• [TASK DESCRIPTION] Your answer must be every line of the data that contains "SimpleFileOptions".

(Collected data entries)
^^^^^^^^^^^^^^^^
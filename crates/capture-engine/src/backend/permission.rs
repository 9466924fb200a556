//! Screen-recording permission capability for real engines.

use obscap_platform_core::PermissionStatus;

use crate::engine::PermissionProbe;

/// macOS TCC screen-recording permission.
#[derive(Debug, Clone, Copy, Default)]
pub struct ScreenRecordingPermission;

impl PermissionProbe for ScreenRecordingPermission {
    fn query(&self) -> PermissionStatus {
        obscap_platform_macos::screen_capture_permission()
    }

    fn request(&self) -> PermissionStatus {
        obscap_platform_macos::request_screen_capture_permission()
    }
}

/// The permission capability of the running platform, if it has one.
pub fn platform_permission_probe() -> Option<ScreenRecordingPermission> {
    if cfg!(target_os = "macos") {
        Some(ScreenRecordingPermission)
    } else {
        None
    }
}
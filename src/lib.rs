//! # docxpack
//!
//! Unpack DOCX files into a working directory and pack them back.
//!
//! A DOCX is treated as an opaque ZIP container: entries are extracted and
//! re-packed as-is, with no interpretation of the XML parts inside.
//!
//! ## Quick Start
//!
//! ```no_run
//! use docxpack::{DocxReader, DocxWriter, WriteOptions};
//!
//! // Extract tests/file.docx into tests/templates/
//! DocxReader::new("tests", "file.docx")?.extract()?;
//!
//! // Pack tests/templates/ back into tests/templates/report.docx
//! let options = WriteOptions::new().with_output_name("report");
//! DocxWriter::new("tests/templates", options)?.write()?;
//! # Ok::<(), docxpack::Error>(())
//! ```
//!
//! All validation happens when a reader or writer is constructed; `extract`
//! and `write` only fail on I/O.

pub mod config;
pub mod detect;
pub mod error;
pub mod operation;
pub mod reader;
pub mod validate;
pub mod writer;

// Re-exports
pub use config::Config;
pub use detect::{is_zip_file, validate_zip};
pub use error::{Error, Result};
pub use operation::{run_all, ArchiveOperation};
pub use reader::{DocxReader, EntryInfo, TEMPLATES_DIR};
pub use validate::WorkingDir;
pub use writer::{
    normalize_output_name, DocxWriter, WriteOptions, DEFAULT_OUTPUT_NAME, DOCX_EXTENSION,
};

use std::path::Path;

/// Extract `directory/archive_name` into `directory/templates`.
///
/// # Example
///
/// ```no_run
/// docxpack::unpack("tests", "file.docx")?;
/// # Ok::<(), docxpack::Error>(())
/// ```
pub fn unpack(directory: impl AsRef<Path>, archive_name: &str) -> Result<()> {
    DocxReader::new(directory, archive_name)?.extract()
}

/// Pack `source` into `source/default.docx`.
///
/// # Example
///
/// ```no_run
/// docxpack::pack("tests/templates")?;
/// # Ok::<(), docxpack::Error>(())
/// ```
pub fn pack(source: impl AsRef<Path>) -> Result<()> {
    DocxWriter::new(source, WriteOptions::default())?.write()
}

/// Pack `source` using the given options.
pub fn pack_with_options(source: impl AsRef<Path>, options: WriteOptions) -> Result<()> {
    DocxWriter::new(source, options)?.write()
}
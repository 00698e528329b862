//! Unpacking a DOCX archive into the `templates` subdirectory.

use crate::detect::validate_zip;
use crate::error::{Error, Result};
use crate::operation::ArchiveOperation;
use crate::validate::WorkingDir;
use log::{debug, info, warn};
use serde::Serialize;
use std::fs::{self, File};
use std::io::{self, BufReader};
use std::path::{Path, PathBuf};

/// Name of the directory entries are extracted into, under the working directory.
pub const TEMPLATES_DIR: &str = "templates";

/// Summary of one entry stored in an archive.
#[derive(Debug, Clone, PartialEq, Eq, Serialize)]
pub struct EntryInfo {
    /// Internal path of the entry (e.g., "word/document.xml")
    pub name: String,
    /// Uncompressed size in bytes
    pub size: u64,
    /// Compressed size in bytes
    pub compressed_size: u64,
    /// Whether the entry is a directory record
    pub is_dir: bool,
}

/// Reader for a DOCX archive located in a working directory.
///
/// Construction validates everything up front: the directory must exist,
/// the archive must be a regular file inside it, and the file must have a
/// readable ZIP central directory.
///
/// # Example
///
/// ```no_run
/// use docxpack::DocxReader;
///
/// let reader = DocxReader::new("tests", "file.docx")?;
/// reader.extract()?;
/// # Ok::<(), docxpack::Error>(())
/// ```
#[derive(Debug, Clone)]
pub struct DocxReader {
    dir: WorkingDir,
    name: String,
}

impl DocxReader {
    /// Validate `directory/archive_name` and build a reader for it.
    pub fn new(directory: impl AsRef<Path>, archive_name: impl Into<String>) -> Result<Self> {
        let dir = WorkingDir::new(directory)?;
        let name = archive_name.into();
        let archive_path = dir.join(&name);

        if !archive_path.is_file() {
            return Err(Error::ArchivePathInvalid(archive_path));
        }

        match validate_zip(&archive_path) {
            Ok(count) => debug!("{} holds {} entries", archive_path.display(), count),
            Err(reason) => {
                return Err(Error::ArchiveCorrupted {
                    path: archive_path,
                    reason,
                })
            }
        }

        Ok(Self { dir, name })
    }

    /// Full path of the archive being read.
    pub fn archive_path(&self) -> PathBuf {
        self.dir.join(&self.name)
    }

    /// Directory the archive is extracted into.
    pub fn target_dir(&self) -> PathBuf {
        self.dir.join(TEMPLATES_DIR)
    }

    /// Extract every entry into the `templates` subdirectory.
    ///
    /// The subdirectory is created if missing. Existing files with the same
    /// relative path are overwritten.
    pub fn extract(&self) -> Result<()> {
        let target = self.target_dir();
        match fs::create_dir(&target) {
            Ok(()) => {}
            Err(e) if e.kind() == io::ErrorKind::AlreadyExists => {}
            Err(e) => return Err(e.into()),
        }

        let archive_path = self.archive_path();
        info!(
            "Extracting {} into {}",
            archive_path.display(),
            target.display()
        );

        let file = File::open(&archive_path)?;
        let mut archive = zip::ZipArchive::new(BufReader::new(file))?;

        for i in 0..archive.len() {
            let mut entry = archive.by_index(i)?;
            let relative = match clean_entry_path(entry.name()) {
                Some(path) => path,
                None => {
                    warn!("Skipping entry with empty path: {:?}", entry.name());
                    continue;
                }
            };
            let out_path = target.join(&relative);

            if entry.is_dir() {
                fs::create_dir_all(&out_path)?;
                continue;
            }

            if let Some(parent) = out_path.parent() {
                fs::create_dir_all(parent)?;
            }
            let mut out_file = File::create(&out_path)?;
            io::copy(&mut entry, &mut out_file)?;
            debug!("Extracted {}", relative.display());
        }

        Ok(())
    }

    /// List the entries stored in the archive without extracting them.
    pub fn entries(&self) -> Result<Vec<EntryInfo>> {
        let file = File::open(self.archive_path())?;
        let mut archive = zip::ZipArchive::new(BufReader::new(file))?;

        let mut entries = Vec::with_capacity(archive.len());
        for i in 0..archive.len() {
            let entry = archive.by_index_raw(i)?;
            entries.push(EntryInfo {
                name: entry.name().to_string(),
                size: entry.size(),
                compressed_size: entry.compressed_size(),
                is_dir: entry.is_dir(),
            });
        }
        Ok(entries)
    }
}

/// Map an entry name to a path that stays inside the extraction directory.
///
/// Root, drive, `.` and `..` components are dropped, so `/word/document.xml`
/// becomes `word/document.xml` and `../up.xml` becomes `up.xml`. Returns
/// `None` when nothing is left.
fn clean_entry_path(name: &str) -> Option<PathBuf> {
    let mut path = PathBuf::new();
    for (i, part) in name.split(['/', '\\']).enumerate() {
        let is_drive = i == 0 && part.len() == 2 && part.ends_with(':');
        if part.is_empty() || part == "." || part == ".." || is_drive {
            continue;
        }
        path.push(part);
    }
    if path.as_os_str().is_empty() {
        None
    } else {
        Some(path)
    }
}

impl ArchiveOperation for DocxReader {
    fn run(&self) -> Result<()> {
        self.extract()
    }

    fn describe(&self) -> String {
        format!(
            "extract {} -> {}",
            self.archive_path().display(),
            self.target_dir().display()
        )
    }
}

#[cfg(test)]
mod tests {
    use super::*;
    use std::io::Write;
    use tempfile::TempDir;
    use zip::write::SimpleFileOptions;
    use zip::ZipWriter;

    fn write_docx(path: &Path, entries: &[(&str, &str)]) {
        let mut zip = ZipWriter::new(File::create(path).unwrap());
        let options =
            SimpleFileOptions::default().compression_method(zip::CompressionMethod::Deflated);
        for (name, data) in entries {
            zip.start_file(*name, options).unwrap();
            zip.write_all(data.as_bytes()).unwrap();
        }
        zip.finish().unwrap();
    }

    #[test]
    fn test_extract_creates_templates() {
        let dir = TempDir::new().unwrap();
        write_docx(
            &dir.path().join("file.docx"),
            &[
                ("[Content_Types].xml", "<Types/>"),
                ("word/document.xml", "<w:document/>"),
            ],
        );

        let reader = DocxReader::new(dir.path(), "file.docx").unwrap();
        reader.extract().unwrap();

        let templates = dir.path().join(TEMPLATES_DIR);
        assert!(templates.is_dir());
        assert_eq!(
            fs::read(templates.join("word/document.xml")).unwrap(),
            b"<w:document/>"
        );
    }

    #[test]
    fn test_clean_entry_path() {
        assert_eq!(
            clean_entry_path("word/document.xml"),
            Some(PathBuf::from("word").join("document.xml"))
        );
        assert_eq!(
            clean_entry_path("/word/document.xml"),
            Some(PathBuf::from("word").join("document.xml"))
        );
        assert_eq!(clean_entry_path("../up.xml"), Some(PathBuf::from("up.xml")));
        assert_eq!(
            clean_entry_path("a/./b/../c.xml"),
            Some(PathBuf::from("a").join("b").join("c.xml"))
        );
        assert_eq!(
            clean_entry_path("C:\\word\\styles.xml"),
            Some(PathBuf::from("word").join("styles.xml"))
        );
        assert_eq!(clean_entry_path("word/"), Some(PathBuf::from("word")));
        assert_eq!(clean_entry_path("../"), None);
    }

    #[test]
    fn test_extract_cleans_absolute_and_parent_names() {
        let dir = TempDir::new().unwrap();
        write_docx(
            &dir.path().join("file.docx"),
            &[("/word/document.xml", "<w:document/>"), ("../up.xml", "<up/>")],
        );

        DocxReader::new(dir.path(), "file.docx")
            .unwrap()
            .extract()
            .unwrap();

        let templates = dir.path().join(TEMPLATES_DIR);
        assert_eq!(
            fs::read_to_string(templates.join("word").join("document.xml")).unwrap(),
            "<w:document/>"
        );
        assert_eq!(fs::read_to_string(templates.join("up.xml")).unwrap(), "<up/>");
        assert!(!dir.path().join("up.xml").exists());
    }

    #[test]
    fn test_missing_archive() {
        let dir = TempDir::new().unwrap();
        let err = DocxReader::new(dir.path(), "document.docx").unwrap_err();
        assert!(matches!(err, Error::ArchivePathInvalid(_)));
    }

    #[test]
    fn test_directory_named_like_archive() {
        let dir = TempDir::new().unwrap();
        fs::create_dir(dir.path().join("folder.docx")).unwrap();
        let err = DocxReader::new(dir.path(), "folder.docx").unwrap_err();
        assert!(matches!(err, Error::ArchivePathInvalid(_)));
    }

    #[test]
    fn test_corrupted_archive() {
        let dir = TempDir::new().unwrap();
        fs::write(dir.path().join("document.docx"), b"plain text, not a zip").unwrap();
        let err = DocxReader::new(dir.path(), "document.docx").unwrap_err();
        assert!(matches!(err, Error::ArchiveCorrupted { .. }));
    }

    #[test]
    fn test_missing_directory_checked_first() {
        let dir = TempDir::new().unwrap();
        let err = DocxReader::new(dir.path().join("nope"), "file.docx").unwrap_err();
        assert!(matches!(err, Error::DirectoryNotFound(_)));
    }

    #[test]
    fn test_entries() {
        let dir = TempDir::new().unwrap();
        write_docx(
            &dir.path().join("file.docx"),
            &[("word/document.xml", "<w:document/>")],
        );

        let reader = DocxReader::new(dir.path(), "file.docx").unwrap();
        let entries = reader.entries().unwrap();
        assert_eq!(entries.len(), 1);
        assert_eq!(entries[0].name, "word/document.xml");
        assert_eq!(entries[0].size, 13);
        assert!(!entries[0].is_dir);
    }
}
//! Error types for the docxpack library.

use std::io;
use std::path::PathBuf;
use thiserror::Error;

/// Result type alias for docxpack operations.
pub type Result<T> = std::result::Result<T, Error>;

/// Errors that can occur while unpacking or packing a document.
#[derive(Error, Debug)]
pub enum Error {
    /// The working directory or save directory does not exist.
    #[error("Directory not found: {}", .0.display())]
    DirectoryNotFound(PathBuf),

    /// The named archive is not a file under the working directory.
    #[error("Archive not found: {}", .0.display())]
    ArchivePathInvalid(PathBuf),

    /// The file exists but is not a readable ZIP archive.
    #[error("Archive is corrupted: {}: {reason}", .path.display())]
    ArchiveCorrupted { path: PathBuf, reason: String },

    /// I/O error during extraction or packing.
    #[error("I/O error: {0}")]
    Io(#[from] io::Error),
}

impl From<zip::result::ZipError> for Error {
    fn from(err: zip::result::ZipError) -> Self {
        match err {
            zip::result::ZipError::Io(e) => Error::Io(e),
            other => Error::Io(io::Error::new(io::ErrorKind::InvalidData, other)),
        }
    }
}

impl From<walkdir::Error> for Error {
    fn from(err: walkdir::Error) -> Self {
        Error::Io(err.into())
    }
}
//! Common interface for the unpack and pack operations.

use crate::error::Result;

/// A validated archive operation that is ready to run.
///
/// Values implementing this trait have already passed all of their
/// construction-time checks, so `run` only fails on I/O.
pub trait ArchiveOperation {
    /// Perform the operation.
    fn run(&self) -> Result<()>;

    /// Short human-readable description, used for logging.
    fn describe(&self) -> String;
}

/// Run a batch of operations in order, stopping at the first failure.
pub fn run_all(operations: &[&dyn ArchiveOperation]) -> Result<()> {
    for op in operations {
        log::info!("Running {}", op.describe());
        op.run()?;
    }
    Ok(())
}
^^^^^^^^^^^^^^^^
• [RESULT FOR THIS EXERCISE]
    use zip::write::SimpleFileOptions;
            SimpleFileOptions::default().compression_method(zip::CompressionMethod::Deflated);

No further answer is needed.